NEW YORK (TheStreet) -- BlackRock Kelso Capital Corporation (Nasdaq:BKCC) has been upgraded by TheStreet Ratings from hold to buy. The company's strengths can be seen in multiple areas, such as its revenue growth, largely solid financial position with reasonable debt levels by most measures and expanding profit margins. We feel these strengths outweigh the fact that the company shows weak operating cash flow. Highlights from the ratings report include:
- The revenue growth greatly exceeded the industry average of 43.4%. Since the same quarter one year prior, revenues rose by 34.0%. This growth in revenue does not appear to have trickled down to the company's bottom line, displayed by a decline in earnings per share.
- The current debt-to-equity ratio, 0.45, is low and is below the industry average, implying that there has been successful management of debt levels.

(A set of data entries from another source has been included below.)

use std::sync::Arc;

use dashmap::mapref::entry::Entry;
use dashmap::DashMap;
use serde_json::Value;
use tracing::{info, warn};

use crate::error::{WatcherError, WatcherResult};
use crate::models::{TaskDefinition, TaskDefinitionInput};

/// Registered task definitions by name. Definitions are validated on the way in
/// and immutable once stored.
#[derive(Debug, Default)]
pub struct TaskDefinitionRegistry {
    definitions: DashMap<String, Arc<TaskDefinition>>,
}

impl TaskDefinitionRegistry {
    pub fn new() -> Self {
        Self::default()
    }

    /// Validate and store a definition
    pub fn register(&self, input: TaskDefinitionInput) -> WatcherResult<Arc<TaskDefinition>> {
        let definition = TaskDefinition::validate(input).inspect_err(|e| {
            warn!(error = %e, "Rejected task definition");
        })?;
        self.insert(definition)
    }

    /// Decode, validate and store a definition given as raw JSON
    pub fn register_json(&self, value: Value) -> WatcherResult<Arc<TaskDefinition>> {
        let definition = TaskDefinition::from_json(value).inspect_err(|e| {
            warn!(error = %e, "Rejected task definition");
        })?;
        self.insert(definition)
    }

    fn insert(&self, definition: TaskDefinition) -> WatcherResult<Arc<TaskDefinition>> {
        match self.definitions.entry(definition.name.clone()) {
            Entry::Occupied(_) => Err(WatcherError::already_registered(definition.name)),
            Entry::Vacant(vacant) => {
                let definition = Arc::new(definition);
                info!(
                    task_name = %definition.name,
                    failure_strategy = %definition.failure_strategy,
                    timeout_strategy = %definition.timeout_strategy,
                    timeout_second = definition.timeout_second,
                    "Registered task definition"
                );
                vacant.insert(definition.clone());
                Ok(definition)
            }
        }
    }

    pub fn get(&self, name: &str) -> Option<Arc<TaskDefinition>> {
        self.definitions.get(name).map(|entry| entry.value().clone())
    }

    pub fn contains(&self, name: &str) -> bool {
        self.definitions.contains_key(name)
    }

    /// Registered names in sorted order
    pub fn names(&self) -> Vec<String> {
        let mut names: Vec<String> = self
            .definitions
            .iter()
            .map(|entry| entry.key().clone())
            .collect();
        names.sort();
        names
    }

    pub fn len(&self) -> usize {
        self.definitions.len()
    }

    pub fn is_empty(&self) -> bool {
        self.definitions.is_empty()
    }
}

- The gross profit margin for BLACKROCK KELSO CAPITAL CORP is currently very high, coming in at 77.60%. Regardless of BKCC's high profit margin, it has managed to decrease from the same period last year. Despite the mixed results of the gross profit margin, BKCC's net profit margin of 38.90% significantly outperformed against the industry.
- The change in net income from the same quarter one year ago has significantly exceeded that of the Capital Markets industry average, but is less than that of the S&P 500. The net income has decreased by 20.7% when compared to the same quarter one year ago, dropping from $16.32 million to $12.94 million.
- BLACKROCK KELSO CAPITAL CORP's earnings per share declined by 28.0% in the most recent quarter compared to the same quarter a year ago. Stable earnings per share over the past year indicate the company has sound management over its earnings and share float. Despite the past stability of earnings, the consensus estimate anticipates a weakening in earnings. During the past fiscal year, BLACKROCK KELSO CAPITAL CORP increased its bottom line by earning $1.21 versus $1.20 in the prior year. For the next year, the market is expecting a contraction of 17.8% in earnings ($1.00 versus $1.21).